Counting only lines that contain "struct", state the total found in the material below. Add nothing else.
Dataset entries Start Marker
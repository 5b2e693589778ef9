//! 设备采集器
//!
//! 每台设备一个 `DeviceCollector`，独占该设备的链路：
//! - 首次轮询时才建立连接，之后跨周期复用；
//! - 每次轮询前检查链路，失效则丢弃重连；
//! - 链路故障时丢弃连接并重试一次，仍失败则本周期跳过该设备；
//! - 单个寄存器读取失败只丢弃对应参数，不补零。

use crate::codec;
use crate::error::{CollectError, ProtocolError};
use crate::reader::{DeviceConnector, RegisterReader};
use crate::register_map::{ControllerRegisterMap, MeterRegisterMap, RegisterMaps};
use domain::{DeviceClass, Equipment, EquipmentState, Measurements, Meter, RawReading};
use std::sync::Arc;
use tracing::{debug, warn};

/// 单台设备一次轮询的结果
#[derive(Debug, Clone, Default)]
pub struct DevicePoll {
    pub readings: Vec<RawReading>,
    pub state: Option<EquipmentState>,
}

pub struct DeviceCollector {
    equipment: Equipment,
    meters: Vec<Meter>,
    maps: Arc<RegisterMaps>,
    connector: Arc<dyn DeviceConnector>,
    link: Option<Box<dyn RegisterReader>>,
}

impl DeviceCollector {
    pub fn new(
        equipment: Equipment,
        meters: Vec<Meter>,
        maps: Arc<RegisterMaps>,
        connector: Arc<dyn DeviceConnector>,
    ) -> Self {
        Self {
            equipment,
            meters,
            maps,
            connector,
            link: None,
        }
    }

    pub fn equipment(&self) -> &Equipment {
        &self.equipment
    }

    pub fn is_connected(&self) -> bool {
        self.link.as_ref().is_some_and(|link| link.is_alive())
    }

    /// 配置刷新：地址未变时保留链路，否则下次轮询重新连接。
    pub fn update(&mut self, equipment: Equipment, meters: Vec<Meter>) {
        if !self.equipment.same_endpoint(&equipment) {
            self.link = None;
        }
        self.equipment = equipment;
        self.meters = meters;
    }

    /// 以周期时间戳轮询一次设备。
    pub async fn poll(&mut self, ts_ms: i64) -> Result<DevicePoll, CollectError> {
        match self.try_poll(ts_ms).await {
            Ok(poll) => Ok(poll),
            Err(first) => {
                warn!(
                    equipment_id = %self.equipment.id,
                    addr = %self.equipment.address(),
                    error = %first,
                    "device link failed, reconnecting once"
                );
                self.try_poll(ts_ms)
                    .await
                    .map_err(|source| CollectError::new(&self.equipment, source))
            }
        }
    }

    async fn try_poll(&mut self, ts_ms: i64) -> Result<DevicePoll, ProtocolError> {
        let mut link = match self.link.take() {
            Some(link) if link.is_alive() => link,
            _ => self.connector.connect(&self.equipment).await?,
        };

        let result = read_device(
            &self.equipment,
            &self.meters,
            &self.maps,
            link.as_mut(),
            ts_ms,
        )
        .await;
        if result.is_ok() && link.is_alive() {
            self.link = Some(link);
        }
        result
    }
}

/// 读取一台设备（只借用配置字段，不持有采集器本身）。
async fn read_device(
    equipment: &Equipment,
    meters: &[Meter],
    maps: &RegisterMaps,
    link: &mut dyn RegisterReader,
    ts_ms: i64,
) -> Result<DevicePoll, ProtocolError> {
    let mut poll = DevicePoll::default();
    let unit_id = equipment.unit_id;

    if equipment.class == DeviceClass::Controller {
        poll.state = Some(read_controller(link, unit_id, &maps.controller, ts_ms).await?);
    }

    if equipment.class == DeviceClass::Meter || !meters.is_empty() {
        let values = read_meter_block(link, unit_id, &maps.meter).await?;
        if values.is_empty() {
            warn!(equipment_id = %equipment.id, "no meter register could be read");
        } else {
            poll.readings = readings_from(equipment, meters, &values, ts_ms);
        }
    }

    Ok(poll)
}

/// 每个表计一条读数，各自套用变比；无表计配置时按 1:1 输出一条。
fn readings_from(
    equipment: &Equipment,
    meters: &[Meter],
    values: &Measurements,
    ts_ms: i64,
) -> Vec<RawReading> {
    let base = RawReading::new(equipment.id.clone(), ts_ms).with_area(equipment.area_id.clone());

    if meters.is_empty() {
        let mut reading = base;
        reading.values = values.clone();
        return vec![reading];
    }

    meters
        .iter()
        .map(|meter| {
            let mut reading = base.clone().with_meter(meter.id.clone());
            reading.values = codec::scale_for_meter(values, meter);
            reading
        })
        .collect()
}

/// 逐个参数读取；链路故障立即返回，其余故障只丢弃该参数。
async fn read_meter_block(
    link: &mut dyn RegisterReader,
    unit_id: u8,
    map: &MeterRegisterMap,
) -> Result<Measurements, ProtocolError> {
    let mut values = Measurements::default();
    for point in &map.points {
        let decoded = match link
            .read_holding_registers(unit_id, point.address, point.count)
            .await
        {
            Ok(words) => codec::decode_point(&words, point),
            Err(e) => Err(e),
        };
        match decoded {
            Ok(value) => values.set(point.parameter, Some(value)),
            Err(e) if e.is_link_fault() => return Err(e),
            Err(e) => {
                debug!(
                    parameter = %point.parameter,
                    register = point.address,
                    error = %e,
                    "register read failed, parameter omitted"
                );
            }
        }
    }
    Ok(values)
}

async fn read_controller(
    link: &mut dyn RegisterReader,
    unit_id: u8,
    map: &ControllerRegisterMap,
    ts_ms: i64,
) -> Result<EquipmentState, ProtocolError> {
    let status_words = match link
        .read_holding_registers(unit_id, map.status_address, map.status_count)
        .await
    {
        Ok(words) => words,
        Err(e) if e.is_link_fault() => return Err(e),
        Err(e) => {
            debug!(register = map.status_address, error = %e, "status words unavailable");
            Vec::new()
        }
    };

    let inputs = match link
        .read_discrete_inputs(unit_id, map.inputs_address, map.inputs_count)
        .await
    {
        Ok(bits) => bits,
        Err(e) if e.is_link_fault() => return Err(e),
        Err(e) => {
            debug!(register = map.inputs_address, error = %e, "discrete inputs unavailable");
            Vec::new()
        }
    };

    Ok(EquipmentState::decode(ts_ms, status_words, inputs))
}
//! 应用运行配置加载。
//!
//! - `AppConfig`：进程级参数，来自 `EMS_*` 环境变量。
//! - `SiteConfig`：现场设备、表计与阈值清单，来自 JSON 文件（无数据库时使用）。

use std::env;
use std::path::Path;
use std::time::Duration;

use domain::{Equipment, Meter, Threshold};
use serde::Deserialize;

/// 配置加载错误。
#[derive(Debug, thiserror::Error)]
pub enum ConfigError {
    #[error("missing required env: {0}")]
    Missing(String),
    #[error("invalid value for {0}: {1}")]
    Invalid(String, String),
    #[error("site config {0}: {1}")]
    Site(String, String),
}

/// 应用运行配置。
#[derive(Debug, Clone)]
pub struct AppConfig {
    pub http_addr: String,
    pub database_url: Option<String>,
    pub redis_url: Option<String>,
    pub redis_latest_ttl_seconds: Option<u64>,
    pub site_config_path: Option<String>,
    pub poll_interval_ms: u64,
    pub cycle_error_backoff_ms: u64,
    pub connect_timeout_ms: u64,
    pub read_timeout_ms: u64,
    pub threshold_cache_ttl_seconds: u64,
    pub auto_start: bool,
}

impl AppConfig {
    /// 从环境变量读取配置。
    pub fn from_env() -> Result<Self, ConfigError> {
        let http_addr = env::var("EMS_HTTP_ADDR").unwrap_or_else(|_| "127.0.0.1:8080".to_string());
        let database_url = read_optional("EMS_DATABASE_URL");
        let redis_url = read_optional("EMS_REDIS_URL");
        let redis_latest_ttl_seconds =
            read_optional_u64("EMS_REDIS_LATEST_TTL_SECONDS")?.filter(|value| *value > 0);
        let site_config_path = read_optional("EMS_SITE_CONFIG");
        let poll_interval_ms = read_positive_u64("EMS_POLL_INTERVAL_MS", 5_000)?;
        let cycle_error_backoff_ms = read_u64_with_default("EMS_CYCLE_ERROR_BACKOFF_MS", 5_000)?;
        let connect_timeout_ms = read_positive_u64("EMS_CONNECT_TIMEOUT_MS", 3_000)?;
        let read_timeout_ms = read_positive_u64("EMS_READ_TIMEOUT_MS", 2_000)?;
        let threshold_cache_ttl_seconds =
            read_u64_with_default("EMS_THRESHOLD_CACHE_TTL_SECONDS", 300)?;
        let auto_start = read_bool_with_default("EMS_AUTO_START", true);

        if database_url.is_none() && site_config_path.is_none() {
            return Err(ConfigError::Missing(
                "EMS_DATABASE_URL or EMS_SITE_CONFIG".to_string(),
            ));
        }

        Ok(Self {
            http_addr,
            database_url,
            redis_url,
            redis_latest_ttl_seconds,
            site_config_path,
            poll_interval_ms,
            cycle_error_backoff_ms,
            connect_timeout_ms,
            read_timeout_ms,
            threshold_cache_ttl_seconds,
            auto_start,
        })
    }

    pub fn poll_interval(&self) -> Duration {
        Duration::from_millis(self.poll_interval_ms)
    }

    pub fn cycle_error_backoff(&self) -> Duration {
        Duration::from_millis(self.cycle_error_backoff_ms)
    }

    pub fn threshold_cache_ttl(&self) -> Duration {
        Duration::from_secs(self.threshold_cache_ttl_seconds)
    }
}

/// 现场清单：设备、表计、阈值，以及可选的寄存器表覆盖（原样交给协议层解析）。
#[derive(Debug, Clone, Default, Deserialize)]
pub struct SiteConfig {
    #[serde(default)]
    pub equipment: Vec<Equipment>,
    #[serde(default)]
    pub meters: Vec<Meter>,
    #[serde(default)]
    pub thresholds: Vec<Threshold>,
    #[serde(default)]
    pub registers: Option<serde_json::Value>,
}

impl SiteConfig {
    pub fn from_json(source: &str) -> Result<Self, ConfigError> {
        let config: SiteConfig = serde_json::from_str(source)
            .map_err(|err| ConfigError::Site("<inline>".to_string(), err.to_string()))?;
        config.check().map(|_| config)
    }

    /// 表计必须挂在已声明的设备下，设备 ID 不可重复。
    fn check(&self) -> Result<(), ConfigError> {
        let mut seen = std::collections::HashSet::new();
        for equipment in &self.equipment {
            if !seen.insert(equipment.id.as_str()) {
                return Err(ConfigError::Invalid(
                    "equipment.id".to_string(),
                    equipment.id.clone(),
                ));
            }
        }
        for meter in &self.meters {
            if !seen.contains(meter.equipment_id.as_str()) {
                return Err(ConfigError::Invalid(
                    "meters.equipment_id".to_string(),
                    meter.equipment_id.clone(),
                ));
            }
            if !(meter.current_ratio > 0.0 && meter.voltage_ratio > 0.0) {
                return Err(ConfigError::Invalid(
                    "meters.ratio".to_string(),
                    meter.id.clone(),
                ));
            }
        }
        Ok(())
    }
}

/// 读取 JSON 现场清单文件。
pub fn load_site_config(path: impl AsRef<Path>) -> Result<SiteConfig, ConfigError> {
    let path = path.as_ref();
    let display = path.display().to_string();
    let source = std::fs::read_to_string(path)
        .map_err(|err| ConfigError::Site(display.clone(), err.to_string()))?;
    SiteConfig::from_json(&source).map_err(|err| match err {
        ConfigError::Site(_, message) => ConfigError::Site(display, message),
        other => other,
    })
}

fn read_u64_with_default(key: &str, default: u64) -> Result<u64, ConfigError> {
    let value = match env::var(key) {
        Ok(value) => value,
        Err(_) => return Ok(default),
    };
    value
        .parse::<u64>()
        .map_err(|_| ConfigError::Invalid(key.to_string(), value))
}

fn read_positive_u64(key: &str, default: u64) -> Result<u64, ConfigError> {
    let value = read_u64_with_default(key, default)?;
    if value == 0 {
        return Err(ConfigError::Invalid(key.to_string(), "0".to_string()));
    }
    Ok(value)
}

fn read_optional(key: &str) -> Option<String> {
    match env::var(key) {
        Ok(value) if !value.is_empty() => Some(value),
        _ => None,
    }
}

fn read_optional_u64(key: &str) -> Result<Option<u64>, ConfigError> {
    match env::var(key) {
        Ok(value) if value.is_empty() => Ok(None),
        Ok(value) => value
            .parse::<u64>()
            .map(Some)
            .map_err(|_| ConfigError::Invalid(key.to_string(), value)),
        Err(_) => Ok(None),
    }
}

fn read_bool_with_default(key: &str, default: bool) -> bool {
    match env::var(key) {
        Ok(value) => matches!(value.to_ascii_lowercase().as_str(), "1" | "true" | "on"),
        Err(_) => default,
    }
}
//! 存储层错误类型
//!
//! 统一封装底层错误：
//! - SQL 执行/连接错误
//! - Redis 错误
//! - 序列化与数据一致性错误

#[derive(Debug)]
pub struct StorageError {
    message: String,
}

impl StorageError {
    pub fn new(message: impl Into<String>) -> Self {
        Self {
            message: message.into(),
        }
    }
}

impl std::fmt::Display for StorageError {
    fn fmt(&self, f: &mut std::fmt::Formatter<'_>) -> std::fmt::Result {
        write!(f, "{}", self.message)
    }
}

impl std::error::Error for StorageError {}

impl From<sqlx::Error> for StorageError {
    fn from(err: sqlx::Error) -> Self {
        Self::new(err.to_string())
    }
}

impl From<redis::RedisError> for StorageError {
    fn from(err: redis::RedisError) -> Self {
        Self::new(err.to_string())
    }
}

impl From<serde_json::Error> for StorageError {
    fn from(err: serde_json::Error) -> Self {
        Self::new(err.to_string())
    }
}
Dataset entries End Marker
> Result:
5